Thank you for stopping by ~ Shirley

Saturday, February 28, 2015

Swimsuit Sewing

Jalie 3351
Shorts Size S

Jalie 3023
Tankini Top Size S

Love, love, love these patterns!

I haven't had a new swimsuit in several years. I have never enjoyed swimsuit shopping.  It is just hard to find something that fits well and is comfortable and modest.  Jalie you are awesome!

The top has a shelf bra, which I made in the solid black.  This fabric was a little thicker than the printed fabric, so I thought that would work best there.

While assembling the yoke piece, I attached a half inch strip of clear elastic to the seam allowance to keep the front secure.  I read a few reviews that mentioned a little gaping here, maybe when wet, so I figured it wouldn't hurt just to put some in.

I had to cut off about 3.5 inches from the straps.  I safety pinned them in, tried it on, and then sewed the straps down once I got a good fit. I removed 2 inches from the length of the top.

The shorts have a side pocket and an inner bikini too, which I made from the printed fabric.

I do have some extra fabric left, so I will make up the skirted bikini too.  I wasn't sure which I would like best, but now that the top and bottoms are together, I love the look!

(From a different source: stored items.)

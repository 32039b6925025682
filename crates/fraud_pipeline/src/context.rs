//! Run-scoped dependencies shared by every stage.

use std::sync::Arc;

use config::PipelineConfig;
use database::{DocumentStore, ModelRegistry};
use fraud_structs::{Run, Stage};
use object_store::ObjectStore;
use object_store::path::Path as ObjectStorePath;

/// Configuration, stores and run namespace of one pipeline execution.
///
/// Built once per run and passed by reference into every stage.
#[derive(Clone)]
pub struct PipelineContext {
    pub config: PipelineConfig,
    pub artifact_store: Arc<dyn ObjectStore>,
    pub document_store: Arc<dyn DocumentStore>,
    pub run: Run,
}

impl PipelineContext {
    #[must_use]
    pub fn new(
        config: PipelineConfig,
        artifact_store: Arc<dyn ObjectStore>,
        document_store: Arc<dyn DocumentStore>,
        run: Run,
    ) -> Self {
        Self {
            config,
            artifact_store,
            document_store,
            run,
        }
    }

    #[must_use]
    pub fn store(&self) -> &dyn ObjectStore {
        self.artifact_store.as_ref()
    }

    /// Output location of `relative` inside the stage directory of this run.
    #[must_use]
    pub fn stage_path(&self, stage: Stage, relative: &str) -> ObjectStorePath {
        self.run.stage_path(stage, relative)
    }

    #[must_use]
    pub fn registry(&self) -> ModelRegistry {
        ModelRegistry::new(
            Arc::clone(&self.artifact_store),
            &self.config.registry.root,
            self.config.registry.promotion_attempts,
        )
    }
}
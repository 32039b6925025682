//! Classification metrics for the positive (fraud) class.

use fraud_structs::Table;
use serde::{Deserialize, Serialize};

#[derive(Debug, Clone, Copy, Default, PartialEq, Eq)]
struct Confusion {
    true_positive: usize,
    false_positive: usize,
    false_negative: usize,
}

impl Confusion {
    fn new(y_true: &[u8], y_pred: &[u8]) -> Self {
        let mut confusion = Self::default();
        for (&actual, &predicted) in y_true.iter().zip(y_pred) {
            match (actual, predicted) {
                (1, 1) => confusion.true_positive += 1,
                (0, 1) => confusion.false_positive += 1,
                (1, 0) => confusion.false_negative += 1,
                _ => {}
            }
        }
        confusion
    }
}

#[allow(clippy::cast_precision_loss)]
fn ratio(numerator: usize, denominator: usize) -> f64 {
    if denominator == 0 {
        0.0
    } else {
        numerator as f64 / denominator as f64
    }
}

/// Fraction of predicted frauds that are frauds. Zero when nothing is predicted.
#[must_use]
pub fn precision_score(y_true: &[u8], y_pred: &[u8]) -> f64 {
    let c = Confusion::new(y_true, y_pred);
    ratio(c.true_positive, c.true_positive + c.false_positive)
}

/// Fraction of frauds that are predicted. Zero when there are no frauds.
#[must_use]
pub fn recall_score(y_true: &[u8], y_pred: &[u8]) -> f64 {
    let c = Confusion::new(y_true, y_pred);
    ratio(c.true_positive, c.true_positive + c.false_negative)
}

/// F1 score of the fraud class, `2TP / (2TP + FP + FN)`, zero when undefined.
#[must_use]
pub fn f1_score(y_true: &[u8], y_pred: &[u8]) -> f64 {
    let c = Confusion::new(y_true, y_pred);
    ratio(
        2 * c.true_positive,
        2 * c.true_positive + c.false_positive + c.false_negative,
    )
}

/// Precision and recall when predicting fraud for scores `>= threshold`.
#[derive(Debug, Clone, Copy, PartialEq, Serialize, Deserialize)]
pub struct PrecisionRecallPoint {
    pub threshold: f64,
    pub precision: f64,
    pub recall: f64,
}

/// One point per distinct score, thresholds ascending.
#[must_use]
pub fn precision_recall_curve(y_true: &[u8], scores: &[f64]) -> Vec<PrecisionRecallPoint> {
    let mut ranked: Vec<(f64, u8)> = scores.iter().copied().zip(y_true.iter().copied()).collect();
    ranked.sort_by(|a, b| b.0.total_cmp(&a.0));

    let positives = y_true.iter().filter(|&&label| label == 1).count();
    let mut curve = Vec::new();
    let (mut tp, mut fp) = (0, 0);

    let mut i = 0;
    while i < ranked.len() {
        let threshold = ranked[i].0;
        while i < ranked.len() && ranked[i].0.total_cmp(&threshold).is_eq() {
            if ranked[i].1 == 1 {
                tp += 1;
            } else {
                fp += 1;
            }
            i += 1;
        }

        curve.push(PrecisionRecallPoint {
            threshold,
            precision: ratio(tp, tp + fp),
            recall: ratio(tp, positives),
        });
    }

    curve.reverse();
    curve
}

/// The curve as a `threshold,precision,recall` table.
#[must_use]
pub fn curve_table(curve: &[PrecisionRecallPoint]) -> Table {
    let columns = ["threshold", "precision", "recall"]
        .map(String::from)
        .to_vec();
    let rows = curve
        .iter()
        .map(|point| {
            vec![
                point.threshold.to_string(),
                point.precision.to_string(),
                point.recall.to_string(),
            ]
        })
        .collect();

    Table::new(columns, rows)
}

#[cfg(test)]
mod tests {
    use super::*;

    fn approx(a: f64, b: f64) -> bool {
        (a - b).abs() < 1e-9
    }

    #[test]
    fn test_scores() {
        let y_true = [1, 1, 0, 0, 1];
        let y_pred = [1, 0, 1, 0, 1];

        assert!(approx(precision_score(&y_true, &y_pred), 2.0 / 3.0));
        assert!(approx(recall_score(&y_true, &y_pred), 2.0 / 3.0));
        assert!(approx(f1_score(&y_true, &y_pred), 2.0 / 3.0));
    }

    #[test]
    fn test_f1_without_positives_is_zero() {
        assert!(approx(f1_score(&[0, 0], &[0, 0]), 0.0));
    }

    #[test]
    fn test_precision_recall_curve() {
        let curve = precision_recall_curve(&[0, 0, 1, 1], &[0.1, 0.4, 0.35, 0.8]);

        let thresholds: Vec<f64> = curve.iter().map(|p| p.threshold).collect();
        assert_eq!(thresholds, vec![0.1, 0.35, 0.4, 0.8]);

        let expected = [(0.5, 1.0), (2.0 / 3.0, 1.0), (0.5, 0.5), (1.0, 0.5)];
        for (point, (precision, recall)) in curve.iter().zip(expected) {
            assert!(approx(point.precision, precision));
            assert!(approx(point.recall, recall));
        }

        let table = curve_table(&curve);
        assert_eq!(table.columns(), ["threshold", "precision", "recall"]);
        assert_eq!(table.len(), 4);
    }

    #[test]
    fn test_curve_groups_tied_scores() {
        let curve = precision_recall_curve(&[1, 0, 1], &[0.7, 0.7, 0.2]);
        assert_eq!(curve.len(), 2);
        assert!(approx(curve[1].precision, 0.5));
        assert!(approx(curve[0].recall, 1.0));
    }
}
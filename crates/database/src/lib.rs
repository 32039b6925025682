use sqlx::PgPool;
use sqlx::postgres::PgPoolOptions;

mod document_store;
mod model_registry;
mod path_utils;

pub use document_store::*;
pub use model_registry::*;
pub use path_utils::*;

/// Creates a connection pool to the `PostgreSQL` database.
///
/// # Errors
///
/// Returns an error if the connection to the database fails.
pub async fn create_pool(database_url: &str) -> Result<PgPool, sqlx::Error> {
    PgPoolOptions::new()
        .max_connections(5)
        .connect(database_url)
        .await
}

/// Runs all pending migrations.
///
/// # Errors
///
/// Returns an error if running migrations fails.
pub async fn run_migrations(pool: &PgPool) -> Result<(), sqlx::migrate::MigrateError> {
    sqlx::migrate!("./migrations").run(pool).await
}
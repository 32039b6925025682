//! Untyped tabular snapshot, the on-disk CSV form of every stage's data.

use std::collections::HashSet;

use crate::{PipelineError, PipelineResult, SchemaError};

/// A header plus rows of textual cells.
#[derive(Debug, Clone, Default, PartialEq, Eq)]
pub struct Table {
    columns: Vec<String>,
    rows: Vec<Vec<String>>,
}

impl Table {
    #[must_use]
    pub const fn new(columns: Vec<String>, rows: Vec<Vec<String>>) -> Self {
        Self { columns, rows }
    }

    /// Parses a CSV document with a header row.
    ///
    /// # Errors
    ///
    /// Returns an error if the CSV is malformed or rows have uneven lengths.
    pub fn from_csv(data: &[u8]) -> PipelineResult<Self> {
        let mut reader = csv::ReaderBuilder::new()
            .has_headers(true)
            .from_reader(data);

        let columns = reader.headers()?.iter().map(str::to_string).collect();

        let mut rows = Vec::new();
        for record in reader.records() {
            let record = record?;
            rows.push(record.iter().map(str::to_string).collect());
        }

        Ok(Self { columns, rows })
    }

    /// Serializes the table as CSV with a header row.
    ///
    /// # Errors
    ///
    /// Returns an error if writing a record fails.
    pub fn to_csv(&self) -> PipelineResult<Vec<u8>> {
        let mut writer = csv::Writer::from_writer(Vec::new());
        writer.write_record(&self.columns)?;
        for row in &self.rows {
            writer.write_record(row)?;
        }

        writer
            .into_inner()
            .map_err(|err| PipelineError::Io(err.into_error()))
    }

    #[must_use]
    pub fn columns(&self) -> &[String] {
        &self.columns
    }

    #[must_use]
    pub fn rows(&self) -> &[Vec<String>] {
        &self.rows
    }

    #[must_use]
    pub const fn len(&self) -> usize {
        self.rows.len()
    }

    #[must_use]
    pub const fn is_empty(&self) -> bool {
        self.rows.is_empty()
    }

    #[must_use]
    pub fn column_index(&self, name: &str) -> Option<usize> {
        self.columns.iter().position(|column| column == name)
    }

    #[must_use]
    pub fn has_column(&self, name: &str) -> bool {
        self.column_index(name).is_some()
    }

    /// Returns the cells of one column, top to bottom.
    #[must_use]
    pub fn column(&self, name: &str) -> Option<Vec<&str>> {
        let index = self.column_index(name)?;
        Some(self.rows.iter().map(|row| row[index].as_str()).collect())
    }

    /// Returns a table restricted to `names`, in the given order.
    ///
    /// # Errors
    ///
    /// Returns [`SchemaError::MissingColumns`] listing every absent column.
    pub fn select(&self, names: &[&str], source_name: &str) -> Result<Self, SchemaError> {
        let mut indices = Vec::with_capacity(names.len());
        let mut missing = Vec::new();
        for name in names {
            match self.column_index(name) {
                Some(index) => indices.push(index),
                None => missing.push((*name).to_string()),
            }
        }

        if !missing.is_empty() {
            return Err(SchemaError::MissingColumns {
                source_name: source_name.to_string(),
                columns: missing,
            });
        }

        let rows = self
            .rows
            .iter()
            .map(|row| indices.iter().map(|&index| row[index].clone()).collect())
            .collect();

        Ok(Self {
            columns: names.iter().map(|name| (*name).to_string()).collect(),
            rows,
        })
    }

    /// Removes a column if present. Returns whether it existed.
    pub fn drop_column(&mut self, name: &str) -> bool {
        let Some(index) = self.column_index(name) else {
            return false;
        };

        self.columns.remove(index);
        for row in &mut self.rows {
            row.remove(index);
        }
        true
    }

    /// Drops rows containing an empty or `NaN` cell. Returns the number removed.
    pub fn drop_na(&mut self) -> usize {
        let before = self.rows.len();
        self.rows.retain(|row| {
            row.iter()
                .all(|cell| !cell.trim().is_empty() && !cell.eq_ignore_ascii_case("nan"))
        });
        before - self.rows.len()
    }

    /// Drops exact duplicate rows, keeping the first occurrence. Returns the number removed.
    pub fn drop_duplicates(&mut self) -> usize {
        let before = self.rows.len();
        let mut seen = HashSet::with_capacity(before);
        self.rows.retain(|row| seen.insert(row.clone()));
        before - self.rows.len()
    }
}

Technically, it is a pretty easy sew.  Jalie's instructions are always well written and illustrated.  The last step of assembly of the shorts, attaching shorts, bikini and band, take some thought to wrap your head around.  What this does is sandwich the seam in between everything so you don't see it or feel it on your skin.  I actually made one of my girls this same swimsuit, but made the shorts in too small of a size.  I kept it as a visual example just for this step so I can refer to it.  I will be making this swimsuit a lot for the 3 of us!  I will blog about their suits once I make one for my other daughter.

Fabric purchased from The Fabric Fairy.  Wow, what an impressive selection of fabrics they have!


I have a new camera now, so we are experimenting with photos.  Instead of being photographed a 100 times, I'm just going with what we take and figuring it out as we go along.

Next I want to jump right back into jean sewing and maybe enter another pair in the Pattern Review jeans contest!